- _Input records_:

○ ○ ○ ○ ○

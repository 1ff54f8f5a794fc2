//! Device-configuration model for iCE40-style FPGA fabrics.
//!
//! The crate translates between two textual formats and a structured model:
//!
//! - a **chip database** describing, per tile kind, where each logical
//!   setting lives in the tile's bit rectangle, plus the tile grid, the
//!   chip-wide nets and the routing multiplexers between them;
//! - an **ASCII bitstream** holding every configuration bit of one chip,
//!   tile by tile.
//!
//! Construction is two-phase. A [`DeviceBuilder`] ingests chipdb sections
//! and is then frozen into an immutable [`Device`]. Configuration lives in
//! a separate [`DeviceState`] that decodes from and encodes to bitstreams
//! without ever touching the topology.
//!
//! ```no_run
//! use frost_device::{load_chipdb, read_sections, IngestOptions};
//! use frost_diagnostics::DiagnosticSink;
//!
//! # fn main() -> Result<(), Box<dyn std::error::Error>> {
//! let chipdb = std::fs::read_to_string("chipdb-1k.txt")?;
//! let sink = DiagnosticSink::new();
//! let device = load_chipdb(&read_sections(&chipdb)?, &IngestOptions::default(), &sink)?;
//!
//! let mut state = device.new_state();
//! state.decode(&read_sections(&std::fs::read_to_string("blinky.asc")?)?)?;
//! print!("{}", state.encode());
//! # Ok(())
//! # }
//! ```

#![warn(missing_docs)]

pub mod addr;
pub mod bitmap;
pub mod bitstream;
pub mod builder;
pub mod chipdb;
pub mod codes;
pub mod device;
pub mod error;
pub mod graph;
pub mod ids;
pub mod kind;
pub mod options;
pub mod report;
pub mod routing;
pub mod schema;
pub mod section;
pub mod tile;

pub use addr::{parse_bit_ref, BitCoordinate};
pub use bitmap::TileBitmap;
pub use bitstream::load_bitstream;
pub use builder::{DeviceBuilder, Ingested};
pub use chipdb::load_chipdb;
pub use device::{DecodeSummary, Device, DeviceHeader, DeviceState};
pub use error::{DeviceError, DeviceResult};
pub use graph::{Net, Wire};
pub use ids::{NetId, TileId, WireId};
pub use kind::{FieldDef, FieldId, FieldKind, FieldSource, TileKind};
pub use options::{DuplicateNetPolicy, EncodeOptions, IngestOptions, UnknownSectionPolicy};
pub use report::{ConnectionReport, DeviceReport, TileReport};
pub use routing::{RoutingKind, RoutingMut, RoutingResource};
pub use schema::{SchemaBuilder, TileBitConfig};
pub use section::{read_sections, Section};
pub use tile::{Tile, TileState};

○ ○ ○ ○ ○

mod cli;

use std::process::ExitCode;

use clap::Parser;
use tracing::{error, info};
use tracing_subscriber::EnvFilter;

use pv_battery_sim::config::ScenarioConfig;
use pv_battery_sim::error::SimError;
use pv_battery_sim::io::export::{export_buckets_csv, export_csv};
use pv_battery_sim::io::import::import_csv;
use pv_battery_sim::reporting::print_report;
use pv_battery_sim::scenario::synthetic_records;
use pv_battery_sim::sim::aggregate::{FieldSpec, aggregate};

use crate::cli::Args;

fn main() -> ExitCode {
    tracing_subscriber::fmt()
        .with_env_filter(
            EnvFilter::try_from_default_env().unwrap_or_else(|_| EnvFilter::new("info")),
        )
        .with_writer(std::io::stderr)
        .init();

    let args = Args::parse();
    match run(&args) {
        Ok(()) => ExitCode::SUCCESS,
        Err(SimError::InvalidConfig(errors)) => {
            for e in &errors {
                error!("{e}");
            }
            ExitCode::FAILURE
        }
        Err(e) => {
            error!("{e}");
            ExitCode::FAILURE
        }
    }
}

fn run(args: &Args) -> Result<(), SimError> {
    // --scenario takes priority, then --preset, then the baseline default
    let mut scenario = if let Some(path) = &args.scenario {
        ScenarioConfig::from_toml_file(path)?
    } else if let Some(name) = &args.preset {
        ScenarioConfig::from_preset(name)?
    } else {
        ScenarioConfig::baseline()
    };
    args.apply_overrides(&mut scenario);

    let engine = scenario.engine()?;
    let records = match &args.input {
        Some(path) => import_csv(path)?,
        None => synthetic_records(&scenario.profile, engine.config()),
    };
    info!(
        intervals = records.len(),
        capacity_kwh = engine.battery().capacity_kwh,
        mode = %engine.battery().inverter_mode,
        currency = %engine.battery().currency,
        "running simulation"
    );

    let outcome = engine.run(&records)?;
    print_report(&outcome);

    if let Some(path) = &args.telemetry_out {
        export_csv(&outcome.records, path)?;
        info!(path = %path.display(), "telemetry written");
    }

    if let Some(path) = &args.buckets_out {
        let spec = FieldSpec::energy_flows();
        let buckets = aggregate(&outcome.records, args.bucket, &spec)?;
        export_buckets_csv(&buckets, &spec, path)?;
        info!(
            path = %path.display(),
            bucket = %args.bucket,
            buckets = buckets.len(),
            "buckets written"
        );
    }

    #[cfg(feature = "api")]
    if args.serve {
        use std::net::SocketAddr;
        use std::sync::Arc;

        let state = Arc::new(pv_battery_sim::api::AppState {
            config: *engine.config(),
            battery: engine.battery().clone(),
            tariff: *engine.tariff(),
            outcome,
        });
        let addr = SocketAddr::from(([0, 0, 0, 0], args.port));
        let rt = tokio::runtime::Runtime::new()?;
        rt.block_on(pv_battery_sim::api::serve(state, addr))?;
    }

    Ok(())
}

○ ○ ○ ○ ○

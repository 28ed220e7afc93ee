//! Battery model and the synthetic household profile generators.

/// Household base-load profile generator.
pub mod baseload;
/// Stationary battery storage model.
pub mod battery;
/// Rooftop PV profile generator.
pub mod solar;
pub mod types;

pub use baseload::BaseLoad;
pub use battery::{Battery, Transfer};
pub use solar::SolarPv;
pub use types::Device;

○ ○ ○ ○ ○

- _Task to complete_: All lines above in which the word "main" occurs should be identified and copied.

- _Exercise response_:
//! # fn main() -> Result<(), Box<dyn std::error::Error>> {
fn main() -> ExitCode {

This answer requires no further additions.